> [DATA RECORDS]:
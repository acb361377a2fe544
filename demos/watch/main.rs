use clap::Parser;
use srvwatch::health::{self, Health};
use srvwatch::registry::Registry;
use srvwatch::sources::dns::{DnsSource, DnsSourceConfig};
use srvwatch::target::Target;
use std::net::SocketAddr;
use std::sync::Arc;
use std::time::Duration;
use tokio::sync::mpsc;
use tokio_util::sync::CancellationToken;
use tracing_subscriber::fmt::format::FmtSpan;

/// Watches the endpoints behind one DNS SRV name, printing each change.
#[derive(Debug, Clone, Parser)]
pub struct Args {
    /// Symbolic service name, e.g. "grpc"
    pub service: String,

    /// Transport protocol, e.g. "tcp"
    pub protocol: String,

    /// Domain the service lives under
    pub dns_name: String,

    /// DNS servers to query. Defaults to the system configuration.
    #[clap(long = "name-server")]
    pub name_servers: Vec<SocketAddr>,

    #[clap(long, default_value_t = 1000)]
    pub poll_period_ms: u64,

    /// Log at DEBUG rather than INFO
    #[clap(long, short = 'v')]
    pub verbose: bool,
}

#[tokio::main]
async fn main() -> anyhow::Result<()> {
    let args = Args::parse();

    let (events, max_level) = if args.verbose {
        (FmtSpan::ENTER, tracing::Level::DEBUG)
    } else {
        (FmtSpan::NONE, tracing::Level::INFO)
    };
    tracing_subscriber::fmt()
        .with_span_events(events)
        .with_max_level(max_level)
        .with_writer(std::io::stderr)
        .init();

    let source = Arc::new(DnsSource::new(DnsSourceConfig {
        name_servers: args.name_servers,
        poll_period: Duration::from_millis(args.poll_period_ms),
        ..Default::default()
    })?);
    let shutdown = CancellationToken::new();
    let registry = Arc::new(Registry::new(source, shutdown.clone()).unwrap_or_else(|err| {
        eprintln!("{err}; continuing without probes");
        err.into_inner()
    }));

    let health = Health::new();
    health.set_serving(health::SERVICE_NAME);

    tokio::task::spawn({
        let shutdown = shutdown.clone();
        async move {
            if tokio::signal::ctrl_c().await.is_ok() {
                shutdown.cancel();
            }
        }
    });

    let target = Target::srv(&args.service, &args.protocol, &args.dns_name);
    let (mut sink, mut snapshots) = mpsc::channel(1);
    let watch = tokio::task::spawn({
        let registry = registry.clone();
        async move { registry.watch(&target, &mut sink).await }
    });

    while let Some(snapshot) = snapshots.recv().await {
        println!("--- {} endpoint(s)", snapshot.len());
        for endpoint in &snapshot {
            println!("{endpoint}");
        }
    }

    let reason = watch.await?;
    health.set_not_serving(health::SERVICE_NAME);
    registry.terminate().await;
    eprintln!("Stopped watching: {reason} ({:?})", reason.code());
    Ok(())
}
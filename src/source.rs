//! The interface for sources, which find the endpoints of a target.

use crate::endpoint::Snapshot;
use crate::target::Target;

use async_trait::async_trait;
use hickory_resolver::error::ResolveError;
use std::sync::Arc;
use std::time::Duration;
use thiserror::Error;
use tokio::sync::mpsc;
use tokio_util::sync::CancellationToken;

#[derive(Error, Debug)]
pub enum Error {
    #[error("DNS resolution failed")]
    Resolve(#[from] ResolveError),

    #[error("Lookup timed out after {0:?}")]
    Timeout(Duration),

    #[error(transparent)]
    Other(anyhow::Error),
}

/// A live sequence of snapshots for one target.
///
/// The sequence ends (`recv` returns `None`) when the source stops, either
/// because a lookup failed or because shutdown was requested.
pub type Updates = mpsc::Receiver<Snapshot>;

/// Translates a target into a live sequence of [Snapshot]s.
///
/// A source knows nothing about subscribers; it is driven by exactly one
/// watcher, which fans its output out.
#[async_trait]
pub trait Source: Send + Sync {
    /// Starts watching `target`.
    ///
    /// Implementations must check that the target can be resolved before
    /// returning, and must not start any background work if it cannot.
    /// Background work stops once `shutdown` is cancelled, or once the
    /// returned receiver is dropped.
    async fn open(&self, target: &Target, shutdown: CancellationToken) -> Result<Updates, Error>;
}

/// Helper type for anything that implements the Source interface.
pub type SharedSource = Arc<dyn Source>;
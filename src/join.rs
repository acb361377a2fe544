//! Helpers for reaping watcher tasks

use tokio::task::{JoinError, JoinSet};

// Re-raises a panic from a watcher task on the reaping task. Cancelled tasks
// are ignored.
pub(crate) fn propagate_panics(result: Result<(), JoinError>) {
    match result {
        Ok(()) => (),
        Err(err) if err.is_cancelled() => (),
        Err(err) if err.is_panic() => {
            std::panic::resume_unwind(err.into_panic());
        }
        Err(err) => {
            panic!("Unexpected join error from watcher task: {err}");
        }
    }
}

/// Reaps every task in `tasks` which has already exited, without waiting.
pub(crate) fn reap_finished(tasks: &mut JoinSet<()>) {
    while let Some(result) = tasks.try_join_next() {
        propagate_panics(result);
    }
}

/// Waits for every task in `tasks` to exit.
pub(crate) async fn join_all(mut tasks: JoinSet<()>) {
    while let Some(result) = tasks.join_next().await {
        propagate_panics(result);
    }
}
//! One subscriber's delivery path from a watcher.

use crate::endpoint::Snapshot;

use std::sync::atomic::{AtomicU64, Ordering};
use std::sync::{Arc, Mutex};
use tokio::sync::mpsc;

/// Uniquely identifies a subscription
#[derive(Copy, Clone, Debug, PartialEq, Eq, Hash)]
pub struct SubscriptionId(pub u64);

impl SubscriptionId {
    fn new() -> Self {
        static NEXT: AtomicU64 = AtomicU64::new(0);
        Self(NEXT.fetch_add(1, Ordering::Relaxed))
    }
}

struct State {
    // "None" once the channel has been closed.
    tx: Option<mpsc::Sender<Snapshot>>,
    finished: bool,
}

/// The watcher's side of one subscriber.
///
/// The watcher holds this to deliver snapshots, and the subscriber holds it
/// to report that it is done. The "finished" flag and the channel are guarded
/// by a lock belonging to this subscription alone, so finishing never waits
/// on the watcher.
pub(crate) struct Subscription {
    id: SubscriptionId,
    state: Mutex<State>,
}

impl Subscription {
    /// Creates a subscription, returning the receiving end of its channel.
    pub(crate) fn new() -> (Arc<Self>, mpsc::Receiver<Snapshot>) {
        // Deliveries are a handoff: a capacity of one is the least tokio
        // allows, so a slow subscriber stalls its watcher after one message.
        let (tx, rx) = mpsc::channel(1);
        let subscription = Arc::new(Self {
            id: SubscriptionId::new(),
            state: Mutex::new(State {
                tx: Some(tx),
                finished: false,
            }),
        });
        (subscription, rx)
    }

    pub(crate) fn id(&self) -> SubscriptionId {
        self.id
    }

    /// Marks that the subscriber no longer wants updates.
    ///
    /// The watcher closes the channel on its next pass.
    pub(crate) fn finish(&self) {
        self.state.lock().unwrap().finished = true;
    }

    #[cfg(test)]
    pub(crate) fn is_finished(&self) -> bool {
        self.state.lock().unwrap().finished
    }

    /// Returns a sender for delivery, or `None` if the subscription is
    /// finished or already closed.
    pub(crate) fn sender(&self) -> Option<mpsc::Sender<Snapshot>> {
        let state = self.state.lock().unwrap();
        if state.finished {
            return None;
        }
        state.tx.clone()
    }

    /// Queues `snapshot` as the first message of a subscription which has
    /// never been delivered to.
    ///
    /// Returns false if there was no room, which only happens if something
    /// was already delivered.
    pub(crate) fn preload(&self, snapshot: Snapshot) -> bool {
        let state = self.state.lock().unwrap();
        match &state.tx {
            Some(tx) => tx.try_send(snapshot).is_ok(),
            None => false,
        }
    }

    /// Closes the channel. Later calls do nothing.
    ///
    /// The receiver observes the close once any in-flight delivery holding a
    /// cloned sender completes.
    pub(crate) fn close(&self) {
        self.state.lock().unwrap().tx.take();
    }

    #[cfg(test)]
    pub(crate) fn is_closed(&self) -> bool {
        self.state.lock().unwrap().tx.is_none()
    }
}

impl std::fmt::Debug for Subscription {
    fn fmt(&self, f: &mut std::fmt::Formatter<'_>) -> std::fmt::Result {
        f.debug_struct("Subscription")
            .field("id", &self.id)
            .finish_non_exhaustive()
    }
}

#[cfg(test)]
mod tests {
    use super::*;
    use crate::endpoint::Endpoint;

    #[test]
    fn ids_are_unique() {
        let (a, _rx_a) = Subscription::new();
        let (b, _rx_b) = Subscription::new();
        assert_ne!(a.id(), b.id());
    }

    #[tokio::test]
    async fn finished_subscriptions_have_no_sender() {
        let (sub, _rx) = Subscription::new();
        assert!(sub.sender().is_some());
        sub.finish();
        assert!(sub.is_finished());
        assert!(sub.sender().is_none());
    }

    #[tokio::test]
    async fn close_is_observed_by_receiver() {
        let (sub, mut rx) = Subscription::new();
        sub.close();
        sub.close();
        assert!(sub.is_closed());
        assert!(rx.recv().await.is_none());
    }

    #[tokio::test]
    async fn preload_fills_the_only_slot() {
        let (sub, mut rx) = Subscription::new();
        let snapshot = Snapshot::new([Endpoint::new("test", 50051, 1)]);
        assert!(sub.preload(snapshot.clone()));
        assert!(!sub.preload(snapshot.clone()));
        assert_eq!(rx.recv().await, Some(snapshot));
    }
}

> [WORK TO COMPLETE]:
Starting at the line that has "finishing never waits" and ending at the line that has "pub(crate) fn is_finished(&self)", please write out the lines above exactly, leaving out all others.

> [ANSWER FOR THE TASK]:
/// by a lock belonging to this subscription alone, so finishing never waits
/// on the watcher.
pub(crate) struct Subscription {
    id: SubscriptionId,
    state: Mutex<State>,
}

impl Subscription {
    /// Creates a subscription, returning the receiving end of its channel.
    pub(crate) fn new() -> (Arc<Self>, mpsc::Receiver<Snapshot>) {
        // Deliveries are a handoff: a capacity of one is the least tokio
        // allows, so a slow subscriber stalls its watcher after one message.
        let (tx, rx) = mpsc::channel(1);
        let subscription = Arc::new(Self {
            id: SubscriptionId::new(),
            state: Mutex::new(State {
                tx: Some(tx),
                finished: false,
            }),
        });
        (subscription, rx)
    }

    pub(crate) fn id(&self) -> SubscriptionId {
        self.id
    }

    /// Marks that the subscriber no longer wants updates.
    ///
    /// The watcher closes the channel on its next pass.
    pub(crate) fn finish(&self) {
        self.state.lock().unwrap().finished = true;
    }

    #[cfg(test)]
    pub(crate) fn is_finished(&self) -> bool {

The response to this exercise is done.